1. At the request of the Standing Committee, this report has been prepared to examine the legal implications of the report on Future Patterns of Ministry (29/96) (the "parish boundaries report"), set out on pages 430-433 of the 1999 Year Book, on the status of diocesan boundaries. This report refers only to some of the relevant legal issues and does not attempt to consider relevant questions of Anglican polity or pastoral issues.

2. The parish boundaries report concludes -

"There is no rule in the Diocese inhibiting ministry across parish boundaries, either because there had never been such a rule or because any such rule has been repealed. There may have been a custom in the Diocese which preserved exclusive ministry to incumbents within their parishes. However no such custom has the force of law and need not be put to rest by legislation.".
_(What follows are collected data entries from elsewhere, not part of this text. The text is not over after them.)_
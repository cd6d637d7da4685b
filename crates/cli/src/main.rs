//! `ci-engine` CLI entry-point.
//!
//! Available sub-commands:
//! - `validate` — load a workflow file and print the action order.
//! - `plan`     — show which workflows an event triggers and what they run.
//! - `run`      — execute the workflows an event triggers.
//!
//! Exit codes: 0 when every triggered action succeeded, 1 when any run
//! failed, 2 when the workflow file could not be loaded (config, reference or
//! cycle error), 3 for anything else that stopped the command (unusable
//! workspace, output failure).

use std::path::PathBuf;
use std::process::ExitCode;
use std::sync::Arc;
use std::time::Duration;

use actions::RunnerRegistry;
use anyhow::Context;
use clap::{Args, Parser, Subcommand};
use engine::{
    ActionGraph, ActionStatus, Engine, EngineError, ExecutionPlan, ExecutorConfig, RunReport,
    WorkflowExecutor,
};
use tokio_util::sync::CancellationToken;
use tracing::warn;

#[derive(Parser)]
#[command(
    name = "ci-engine",
    about = "Run CI workflows declared as a graph of actions",
    version
)]
struct Cli {
    #[command(subcommand)]
    command: Command,
}

#[derive(Subcommand)]
enum Command {
    /// Validate a workflow file.
    Validate {
        /// Path to the workflow JSON file.
        path: PathBuf,
    },
    /// Show the workflows an event triggers and their execution plans.
    Plan {
        /// Path to the workflow JSON file.
        path: PathBuf,
        #[arg(long, env = "CI_ENGINE_EVENT", default_value = "push")]
        event: String,
        /// Print the plans as JSON.
        #[arg(long)]
        json: bool,
    },
    /// Run the workflows an event triggers.
    Run(RunArgs),
}

#[derive(Args)]
struct RunArgs {
    /// Path to the workflow JSON file.
    path: PathBuf,
    #[arg(long, env = "CI_ENGINE_EVENT", default_value = "push")]
    event: String,
    /// Repository checkout the actions run in.
    #[arg(long, env = "CI_ENGINE_WORKSPACE", default_value = ".")]
    workspace: PathBuf,
    /// Maximum number of actions running at once.
    #[arg(long, env = "CI_ENGINE_MAX_PARALLEL")]
    max_parallel: Option<usize>,
    /// Per-action timeout in seconds.
    #[arg(long, env = "CI_ENGINE_TIMEOUT_SECS")]
    timeout_secs: Option<u64>,
    /// Times a failed action is retried.
    #[arg(long, env = "CI_ENGINE_RETRIES", default_value_t = 0)]
    retries: u32,
    /// Print the run reports as JSON.
    #[arg(long)]
    json: bool,
}

impl RunArgs {
    fn executor_config(&self) -> ExecutorConfig {
        ExecutorConfig {
            max_parallel: self.max_parallel,
            action_timeout: self.timeout_secs.map(Duration::from_secs),
            max_retries: self.retries,
            ..ExecutorConfig::default()
        }
    }
}

#[tokio::main]
async fn main() -> ExitCode {
    tracing_subscriber::fmt()
        .with_env_filter(
            tracing_subscriber::EnvFilter::from_default_env()
                .add_directive(tracing::Level::WARN.into()),
        )
        .with_target(false)
        .with_writer(std::io::stderr)
        .init();

    let cli = Cli::parse();

    match execute(cli.command).await {
        Ok(code) => code,
        Err(e) => {
            eprintln!("❌ {e:#}");
            ExitCode::from(failure_code(&e))
        }
    }
}

const EXIT_LOAD_ERROR: u8 = 2;
const EXIT_OTHER_ERROR: u8 = 3;

fn failure_code(err: &anyhow::Error) -> u8 {
    match err.downcast_ref::<EngineError>() {
        Some(e) if e.is_load_error() => EXIT_LOAD_ERROR,
        _ => EXIT_OTHER_ERROR,
    }
}

async fn execute(command: Command) -> anyhow::Result<ExitCode> {
    match command {
        Command::Validate { path } => {
            let graph = load(&path)?;
            println!(
                "✅ Workflow file is valid. Action order: {:?}",
                graph.topological_order()
            );
            Ok(ExitCode::SUCCESS)
        }
        Command::Plan { path, event, json } => {
            let graph = load(&path)?;
            let plans: Vec<ExecutionPlan> = engine::match_event(&graph, &event)
                .into_iter()
                .map(|workflow| graph.plan(workflow))
                .collect();

            if json {
                println!("{}", serde_json::to_string_pretty(&plans)?);
            } else if plans.is_empty() {
                println!("No workflow is triggered by '{event}'.");
            } else {
                for plan in &plans {
                    print_plan(plan);
                }
            }
            Ok(ExitCode::SUCCESS)
        }
        Command::Run(args) => {
            let graph = load(&args.path)?;
            let executor = WorkflowExecutor::new(RunnerRegistry::with_builtins(), args.executor_config());
            let workspace = args
                .workspace
                .canonicalize()
                .with_context(|| format!("workspace {} is not accessible", args.workspace.display()))?;
            let ci = Engine::new(Arc::new(graph), executor, workspace);

            let cancel = CancellationToken::new();
            let on_interrupt = cancel.clone();
            tokio::spawn(async move {
                if tokio::signal::ctrl_c().await.is_ok() {
                    warn!("interrupt received, cancelling workflow runs");
                    on_interrupt.cancel();
                }
            });

            let reports = ci.dispatch(&args.event, cancel).await?;

            if args.json {
                println!("{}", serde_json::to_string_pretty(&reports)?);
            } else if reports.is_empty() {
                println!("No workflow is triggered by '{}'.", args.event);
            } else {
                for report in &reports {
                    print_report(report);
                }
            }

            Ok(match engine::exit_code(&reports) {
                0 => ExitCode::SUCCESS,
                _ => ExitCode::FAILURE,
            })
        }
    }
}

fn load(path: &std::path::Path) -> anyhow::Result<ActionGraph> {
    ActionGraph::load_file(path).with_context(|| format!("cannot load {}", path.display()))
}

fn print_plan(plan: &ExecutionPlan) {
    println!("workflow '{}' (on {})", plan.workflow, plan.event);
    for step in &plan.steps {
        let after = if step.upstream.is_empty() {
            String::new()
        } else {
            format!("  after {}", step.upstream.join(", "))
        };
        println!("  {:<16} uses {}{after}", step.action.name, step.action.uses);
    }
}

fn print_report(report: &RunReport) {
    let marker = if report.succeeded() { "✅" } else { "❌" };
    let cancelled = if report.cancelled { " (cancelled)" } else { "" };
    println!(
        "{marker} workflow '{}' {}{cancelled}  [run {}]",
        report.workflow, report.status, report.run_id
    );

    for action in &report.actions {
        let symbol = match action.status {
            ActionStatus::Succeeded => "✓",
            ActionStatus::Failed => "✗",
            _ => "-",
        };
        match &action.reason {
            Some(reason) => println!("  {symbol} {:<16} {}: {reason}", action.name, action.status),
            None => println!("  {symbol} {:<16} {}", action.name, action.status),
        }
        if action.status == ActionStatus::Failed {
            for line in action.stderr.lines().chain(action.stdout.lines()).take(20) {
                println!("      | {line}");
            }
        }
    }
}
impl<'p> RunState<'p> {
    fn new(plan: &'p ExecutionPlan) -> Self {
        Self {
            plan,
            steps: plan
                .steps
                .iter()
                .map(|step| (step.action.name.as_str(), step))
                .collect(),
            states: StateTable::new(plan.steps.iter().map(|s| s.action.name.clone())),
            reports: plan
                .steps
                .iter()
                .map(|s| {
                    (
                        s.action.name.clone(),
                        ActionReport::pending(&s.action.name, &s.action.uses),
                    )
                })
                .collect(),
        }
    }

    fn mark_running(&mut self, action: &str) {
        if self.states.transition(action, ActionStatus::Running) {
            if let Some(report) = self.reports.get_mut(action) {
                report.status = ActionStatus::Running;
                report.started_at = Some(Utc::now());
            }
        }
    }

    fn record(&mut self, outcome: TaskOutcome) {
        let TaskOutcome {
            action,
            result,
            attempts,
            finished_at,
        } = outcome;

        if self.states.get(&action) != Some(ActionStatus::Running) {
            debug!(action = %action, "ignoring result of an action that is no longer running");
            return;
        }
        if let Some(report) = self.reports.get_mut(&action) {
            report.attempts = attempts;
            report.finished_at = Some(finished_at);
        }

        let message = match result {
            Ok(output) => {
                let success = output.status.success();
                let status = output.status;
                if let Some(report) = self.reports.get_mut(&action) {
                    report.exit_code = status.code;
                    report.stdout = output.stdout;
                    report.stderr = output.stderr;
                }
                if success {
                    self.settle(&action, ActionStatus::Succeeded, None);
                    info!(action = %action, attempts, "action succeeded");
                    return;
                }
                status.to_string()
            }
            Err(e) => e.to_string(),
        };

        let reason = EngineError::Execution {
            action: action.clone(),
            message,
        };
        warn!(action = %action, attempts, error = %reason, "action failed");
        self.settle(&action, ActionStatus::Failed, Some(reason.to_string()));
        self.skip_downstream(&action);
    }

    /// Skip every transitive downstream action that has not started.
    fn skip_downstream(&mut self, failed: &str) {
        let mut queue: VecDeque<&str> = self.downstream_of(failed);
        while let Some(action) = queue.pop_front() {
            if self.states.get(action) != Some(ActionStatus::Pending) {
                continue;
            }
            self.settle(
                action,
                ActionStatus::Skipped,
                Some(format!("upstream action '{failed}' failed")),
            );
            debug!(action, upstream = failed, "action skipped");
            queue.extend(self.downstream_of(action));
        }
    }

    fn downstream_of(&self, action: &str) -> VecDeque<&'p str> {
        self.steps
            .get(action)
            .map(|&step| step.downstream.iter().map(String::as_str).collect())
            .unwrap_or_default()
    }

    /// Running actions fail, pending ones are skipped.
    fn cancel_all(&mut self) {
        let now = Utc::now();
        let plan = self.plan;
        for step in &plan.steps {
            let action = step.action.name.as_str();
            match self.states.get(action) {
                Some(ActionStatus::Running) => {
                    let reason = EngineError::Execution {
                        action: action.to_owned(),
                        message: ActionError::Cancelled.to_string(),
                    };
                    self.settle(action, ActionStatus::Failed, Some(reason.to_string()));
                    if let Some(report) = self.reports.get_mut(action) {
                        report.finished_at = Some(now);
                    }
                }
                Some(ActionStatus::Pending) => {
                    self.settle(action, ActionStatus::Skipped, Some("run cancelled".to_owned()));
                }
                _ => {}
            }
        }
    }

    fn settle(&mut self, action: &str, status: ActionStatus, reason: Option<String>) {
        if self.states.transition(action, status) {
            if let Some(report) = self.reports.get_mut(action) {
                report.status = status;
                report.reason = reason;
            }
        }
    }

    fn finish(mut self, run_id: Uuid, started_at: DateTime<Utc>, cancelled: bool) -> RunReport {
        // Anything left over never got a result.
        let plan = self.plan;
        for step in &plan.steps {
            let action = step.action.name.as_str();
            match self.states.get(action) {
                Some(ActionStatus::Pending) => {
                    self.settle(action, ActionStatus::Skipped, Some("never became ready".to_owned()));
                }
                Some(ActionStatus::Running) => {
                    self.settle(action, ActionStatus::Failed, Some("action task was lost".to_owned()));
                }
                _ => {}
            }
        }
        debug_assert!(self.states.all_terminal());
        debug!(
            succeeded = self.states.count(ActionStatus::Succeeded),
            failed = self.states.count(ActionStatus::Failed),
            skipped = self.states.count(ActionStatus::Skipped),
            "action states settled"
        );

        let actions: Vec<ActionReport> = plan
            .steps
            .iter()
            .filter_map(|step| self.reports.remove(&step.action.name))
            .collect();

        RunReport {
            run_id,
            workflow: plan.workflow.clone(),
            event: plan.event,
            status: aggregate(actions.iter().map(|a| a.status)),
            cancelled,
            actions,
            started_at,
            finished_at: Utc::now(),
        }
    }
}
3. This conclusion was reached following a consideration of the rules regulating parish ministry within this Diocese. The direct implications of the parish boundaries report for ministry across diocesan boundaries arise only in respect of those rules which also have general application outside this Diocese. However, having regard to the apparent intention behind Standing Committee's request, I have broadened the scope of this report to consider how ministry within and between the 7 dioceses of the Province of New South Wales is generally regulated.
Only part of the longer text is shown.